There are only about 6,000,000 people in this broad domain, and the
settled parts and the large cities are mostly along the south, while
the northern areas are in many parts covered by great forests, in which
still roam the moose and the elk, the grizzly bear and the grey wolf,
while the plash of the hunter's paddle following his line of beaver or
otter-traps, or the tap of the prospector's hammer searching for silver
or gold, have long been the only echo of the white man. Nomadic tribes
of Indians still build their tepees beside the still waters of far
inland lakes, and follow the pathless highway of river and stream.
 
There are no forests in the southern districts of Manitoba,
Saskatchewan, and Alberta. Here is one vast open plain, grassy meadow
or ploughed land as far as eye can see, the prairie.
 
The southern part of Ontario, Quebec, and the province of Nova Scotia,
are, in appearance, much like England, studded as they are with large
towns, prosperous and old-settled farms, and numerous thriving orchards
and vineyards. If the rolling, wide prairies, reaching as far as the
eye can pierce in every direction, is the chief feature of the
provinces of Manitoba, Saskatchewan, and Alberta, the majestic river,
St. Lawrence, is the chief feature of the province of Quebec, and four
big lakes, or rather inland seas, are the principal feature of Ontario.

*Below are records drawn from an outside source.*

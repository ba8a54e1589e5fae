use crate::{FlowId, NodeId, RunStatus, Value};
use chrono::{DateTime, Utc};
use serde::{Deserialize, Serialize};
use tokio::sync::broadcast;
use uuid::Uuid;

pub type RunId = Uuid;

/// Progress of one flow run, as seen by subscribers of the [`EventBus`].
///
/// A run always opens with `FlowStarted` and closes with `FlowFinished`;
/// everything in between carries the same `run_id`.
#[derive(Debug, Clone, Serialize, Deserialize)]
#[serde(tag = "type")]
pub enum ExecutionEvent {
    FlowStarted {
        run_id: RunId,
        flow_id: FlowId,
        start_node: NodeId,
        timestamp: DateTime<Utc>,
    },
    FlowFinished {
        run_id: RunId,
        flow_id: FlowId,
        status: RunStatus,
        duration_ms: u64,
        timestamp: DateTime<Utc>,
    },
    NodeStarted {
        run_id: RunId,
        node_id: NodeId,
        instruction_id: String,
        timestamp: DateTime<Utc>,
    },
    /// `output` is `None` when the instruction declares no output parameter
    NodeCompleted {
        run_id: RunId,
        node_id: NodeId,
        output: Option<Value>,
        duration_ms: u64,
        timestamp: DateTime<Utc>,
    },
    NodeFailed {
        run_id: RunId,
        node_id: NodeId,
        error: String,
        timestamp: DateTime<Utc>,
    },
    /// The branch chosen after `source` finished
    EdgeTaken {
        run_id: RunId,
        source: NodeId,
        target: NodeId,
        guard: Option<String>,
        timestamp: DateTime<Utc>,
    },
    NodeEvent {
        run_id: RunId,
        node_id: NodeId,
        event: NodeEvent,
        timestamp: DateTime<Utc>,
    },
}

impl ExecutionEvent {
    pub fn run_id(&self) -> RunId {
        match self {
            ExecutionEvent::FlowStarted { run_id, .. }
            | ExecutionEvent::FlowFinished { run_id, .. }
            | ExecutionEvent::NodeStarted { run_id, .. }
            | ExecutionEvent::NodeCompleted { run_id, .. }
            | ExecutionEvent::NodeFailed { run_id, .. }
            | ExecutionEvent::EdgeTaken { run_id, .. }
            | ExecutionEvent::NodeEvent { run_id, .. } => *run_id,
        }
    }

    /// Short snake_case name, handy for logs and assertions
    pub fn kind(&self) -> &'static str {
        match self {
            ExecutionEvent::FlowStarted { .. } => "flow_started",
            ExecutionEvent::FlowFinished { .. } => "flow_finished",
            ExecutionEvent::NodeStarted { .. } => "node_started",
            ExecutionEvent::NodeCompleted { .. } => "node_completed",
            ExecutionEvent::NodeFailed { .. } => "node_failed",
            ExecutionEvent::EdgeTaken { .. } => "edge_taken",
            ExecutionEvent::NodeEvent { .. } => "node_event",
        }
    }
}

/// What a task reports about itself while it runs
#[derive(Debug, Clone, Serialize, Deserialize)]
#[serde(tag = "event_type")]
pub enum NodeEvent {
    Info { message: String },
    Warning { message: String },
    Progress { percent: f64, message: Option<String> },
}

/// Sender bound to one node of one run. Tasks get it through
/// `TaskContext::events`; sends with no subscriber are dropped.
#[derive(Clone)]
pub struct EventEmitter {
    run_id: RunId,
    node_id: NodeId,
    sender: broadcast::Sender<ExecutionEvent>,
}

impl EventEmitter {
    pub fn emit(&self, event: NodeEvent) {
        let _ = self.sender.send(ExecutionEvent::NodeEvent {
            run_id: self.run_id,
            node_id: self.node_id.clone(),
            event,
            timestamp: Utc::now(),
        });
    }

    pub fn info(&self, message: impl Into<String>) {
        self.emit(NodeEvent::Info {
            message: message.into(),
        });
    }

    pub fn warn(&self, message: impl Into<String>) {
        self.emit(NodeEvent::Warning {
            message: message.into(),
        });
    }

    /// `percent` is passed through as given, 0 to 100 by convention
    pub fn progress(&self, percent: f64, message: Option<String>) {
        self.emit(NodeEvent::Progress { percent, message });
    }
}

/// One broadcast channel per runtime. Slow subscribers lag rather than
/// block the executor.
pub struct EventBus {
    sender: broadcast::Sender<ExecutionEvent>,
}

impl EventBus {
    pub fn new(capacity: usize) -> Self {
        let (sender, _) = broadcast::channel(capacity);
        Self { sender }
    }

    pub fn subscribe(&self) -> broadcast::Receiver<ExecutionEvent> {
        self.sender.subscribe()
    }

    pub fn emit(&self, event: ExecutionEvent) {
        let _ = self.sender.send(event);
    }

    pub fn create_emitter(&self, run_id: RunId, node_id: NodeId) -> EventEmitter {
        EventEmitter {
            run_id,
            node_id,
            sender: self.sender.clone(),
        }
    }
}
use crate::Value;
use chrono::{DateTime, Utc};
use serde::{Deserialize, Serialize};
use std::collections::HashMap;
use uuid::Uuid;

pub type FlowId = String;
pub type NodeId = String;
pub type EdgeId = String;

/// Complete flow definition
#[derive(Debug, Clone, Serialize, Deserialize)]
#[serde(rename_all = "camelCase")]
pub struct Flow {
    #[serde(default)]
    pub id: FlowId,
    pub name: String,
    #[serde(default)]
    pub description: Option<String>,
    #[serde(default)]
    pub nodes: Vec<Node>,
    #[serde(default)]
    pub edges: Vec<Edge>,
    #[serde(default = "Utc::now")]
    pub created_at: DateTime<Utc>,
    #[serde(default = "Utc::now")]
    pub updated_at: DateTime<Utc>,
}

impl Flow {
    pub fn new(name: impl Into<String>) -> Self {
        let now = Utc::now();
        Self {
            id: Uuid::new_v4().to_string(),
            name: name.into(),
            description: None,
            nodes: Vec::new(),
            edges: Vec::new(),
            created_at: now,
            updated_at: now,
        }
    }

    pub fn add_node(&mut self, node: Node) -> NodeId {
        let id = node.id.clone();
        self.nodes.push(node);
        id
    }

    /// Connect two nodes, optionally guarded by a condition label.
    pub fn connect(
        &mut self,
        source: impl Into<NodeId>,
        target: impl Into<NodeId>,
        label: Option<&str>,
    ) -> EdgeId {
        let source = source.into();
        let target = target.into();
        let id = format!("{}->{}", source, target);
        self.edges.push(Edge {
            id: id.clone(),
            source,
            target,
            label: label.map(str::to_string),
        });
        id
    }

    pub fn find_node(&self, id: &str) -> Option<&Node> {
        self.nodes.iter().find(|n| n.id == id)
    }
}

/// One instruction invocation within a flow
#[derive(Debug, Clone, Serialize, Deserialize)]
#[serde(rename_all = "camelCase")]
pub struct Node {
    pub id: NodeId,
    pub instruction_id: String,
    #[serde(default)]
    pub name: Option<String>,
    #[serde(default)]
    pub description: Option<String>,
    #[serde(default)]
    pub params: HashMap<String, Value>,
    #[serde(default, skip_serializing_if = "Option::is_none")]
    pub position: Option<Position>,
}

impl Node {
    pub fn new(id: impl Into<NodeId>, instruction_id: impl Into<String>) -> Self {
        Self {
            id: id.into(),
            instruction_id: instruction_id.into(),
            name: None,
            description: None,
            params: HashMap::new(),
            position: None,
        }
    }

    pub fn with_param(mut self, key: impl Into<String>, value: impl Into<Value>) -> Self {
        self.params.insert(key.into(), value.into());
        self
    }

    pub fn with_name(mut self, name: impl Into<String>) -> Self {
        self.name = Some(name.into());
        self
    }

    pub fn with_position(mut self, x: f32, y: f32) -> Self {
        self.position = Some(Position { x, y });
        self
    }

    pub fn display_name(&self) -> &str {
        self.name.as_deref().unwrap_or(&self.id)
    }
}

/// Directed, optionally guarded transition between two nodes
#[derive(Debug, Clone, Serialize, Deserialize)]
#[serde(rename_all = "camelCase")]
pub struct Edge {
    pub id: EdgeId,
    pub source: NodeId,
    pub target: NodeId,
    #[serde(default)]
    pub label: Option<String>,
}

/// Node position in visual editor
#[derive(Debug, Clone, Copy, Serialize, Deserialize)]
pub struct Position {
    pub x: f32,
    pub y: f32,
}
//! The ten roadmap steps

use crate::curriculum::model::Step;

pub static STEPS: &[Step] = &[
    Step {
        id: 1,
        title: "Coding Fundamentals",
        description: "Every strong AI engineer starts with the fundamentals. Learn Python, Bash, Git, and testing to build a solid foundation for your journey.",
        skills: &[
            "Python",
            "Bash",
            "UI Framework Basics (React)",
            "Basic DS & Algos",
            "Git & version control",
            "Testing frameworks (PyTest)",
            "Streamlit / Gradio",
        ],
    },
    Step {
        id: 2,
        title: "LLM APIs",
        description: "Learn how to interact with models by understanding LLM APIs. This will teach you structured outputs, caching, system prompts, and more.",
        skills: &[
            "KV caching",
            "System prompts",
            "Types of LLMs",
            "Prompt Caching",
            "Structured Outputs",
            "Multi-modal models",
            "Rate limits, batching, retries",
            "Cost/performance trade-offs",
        ],
    },
    Step {
        id: 3,
        title: "LLM Augmentation",
        description: "APIs are great, but raw LLMs need the latest info to be effective. Learn how LLMs are augmented with more info and patterns like fine-tuning, RAG, and prompt engineering.",
        skills: &[
            "Tool Use",
            "Fine-tuning",
            "Basics of RAG",
            "Prompt Engineering",
            "Context engineering",
        ],
    },
    Step {
        id: 4,
        title: "Retrieval Techniques",
        description: "Strong LLMs are useless without context. That's where Retrieval techniques help. Learn about vector DBs, hybrid retrieval, and indexing strategies.",
        skills: &[
            "Vector Databases",
            "Graph Databases",
            "Hybrid retrieval",
            "Reranking pipelines",
            "Indexing strategies (HNSW, IVF)",
            "Chunking and embedding",
        ],
    },
    Step {
        id: 5,
        title: "RAG",
        description: "Once retrieval is solid, move into Retrieval-Augmented Generation. Learn to build retrieval + generation pipelines, reranking, and multi-step retrieval.",
        skills: &[
            "MCP",
            "Reranking",
            "Data preparation",
            "Multi-step retrieval",
            "Data retrieval and generation",
            "LLM Orchestration Frameworks",
        ],
    },
    Step {
        id: 6,
        title: "AI Agents",
        description: "Step into AI Agents, where AI moves from answering to acting. Learn memory, multi-agent systems, human-in-the-loop design, and agentic patterns.",
        skills: &[
            "Memory",
            "A2A, ACP etc",
            "Human-in-the-loop",
            "Multi-Agent systems",
            "AI Agent Design Patterns",
            "Agent Orchestration",
        ],
    },
    Step {
        id: 7,
        title: "Infrastructure",
        description: "Learn how to ship in production with Infrastructure. This will teach you CI/CD, containers, model routing, Kubernetes, and deployment at scale.",
        skills: &[
            "CI/CD",
            "Kubernetes",
            "Cloud Services",
            "Model Routing",
            "Containerization",
            "LLM deployment",
        ],
    },
    Step {
        id: 8,
        title: "Observability & Evaluation",
        description: "Focus on Observability & Evaluation. Learn how to create eval datasets, LLM-as-a-judge, tracing, instrumentation, and continuous evaluation pipelines.",
        skills: &[
            "LLM-as-a-judge",
            "Multi-turn evals",
            "AI Agent Evaluation",
            "Component-level evals",
            "Observability platforms",
            "AI Agent instrumentation",
        ],
    },
    Step {
        id: 9,
        title: "Security",
        description: "Security is crucial. Learn how to implement guardrails, sandboxing, prompt injection defenses, and ethical guidelines to build safe AI systems.",
        skills: &[
            "Guardrails",
            "Sandboxing",
            "Ethical guidelines",
            "Prompt injection defenses",
        ],
    },
    Step {
        id: 10,
        title: "Advanced Steps",
        description: "Finally, explore advanced workflows. This covers voice & vision agents, CLI agents, robotics, agent swarms, and self-refining AI systems.",
        skills: &[
            "CLI Agents",
            "Slack agents",
            "Computer use",
            "Agent swarms",
            "Self-refinement",
            "Robotic Agents",
            "Voice and Vision Agents",
            "Automated Prompt Engineering",
        ],
    },
];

It is between two of these large lakes, Ontario and Erie, on the one
side, and a third larger lake, Huron, on the other, that the
above-mentioned garden-like part of the province of Ontario is
situated. The fourth lake, Superior, the biggest of all--nearly as big
as all Scotland, in fact--lies farther to the west, and stretches for
400 miles along the south of Ontario. There is yet a fifth big lake,
closely connected with these four--namely, Michigan--but it belongs to
the United States rather than to Canada.
 
"Domed with the azure of heaven,
Floored with a pavement of pearl,
Clothed all about with a brightness
Soft as the eyes of a girl;
 
"Girt with a magical girdle,
Rimmed with a vapour of rest--
These are the inland waters,
These are the lakes of the West."
 
 
 
 
CHAPTER II
 
THE FAR WEST
 
The province of British Columbia, which is separated from the rest of
Canada by the great range of the Rocky Mountains, is itself a "sea" of
tumbled mountains, which reach all the way from the Rockies to the
Pacific Ocean, and, like the northern portion of the Dominion, is
covered with forests. Here again there are several large rivers, such
as the Fraser and the Columbia, and a great many lakes. British
Columbia is an exceptionally highly favoured region. Not only is she
rich in natural resources--minerals, fish, lumber, fruit--but she can boast of scenery which can vie with that of Norway, as with that of Scotland, and even with the scenery of Switzerland.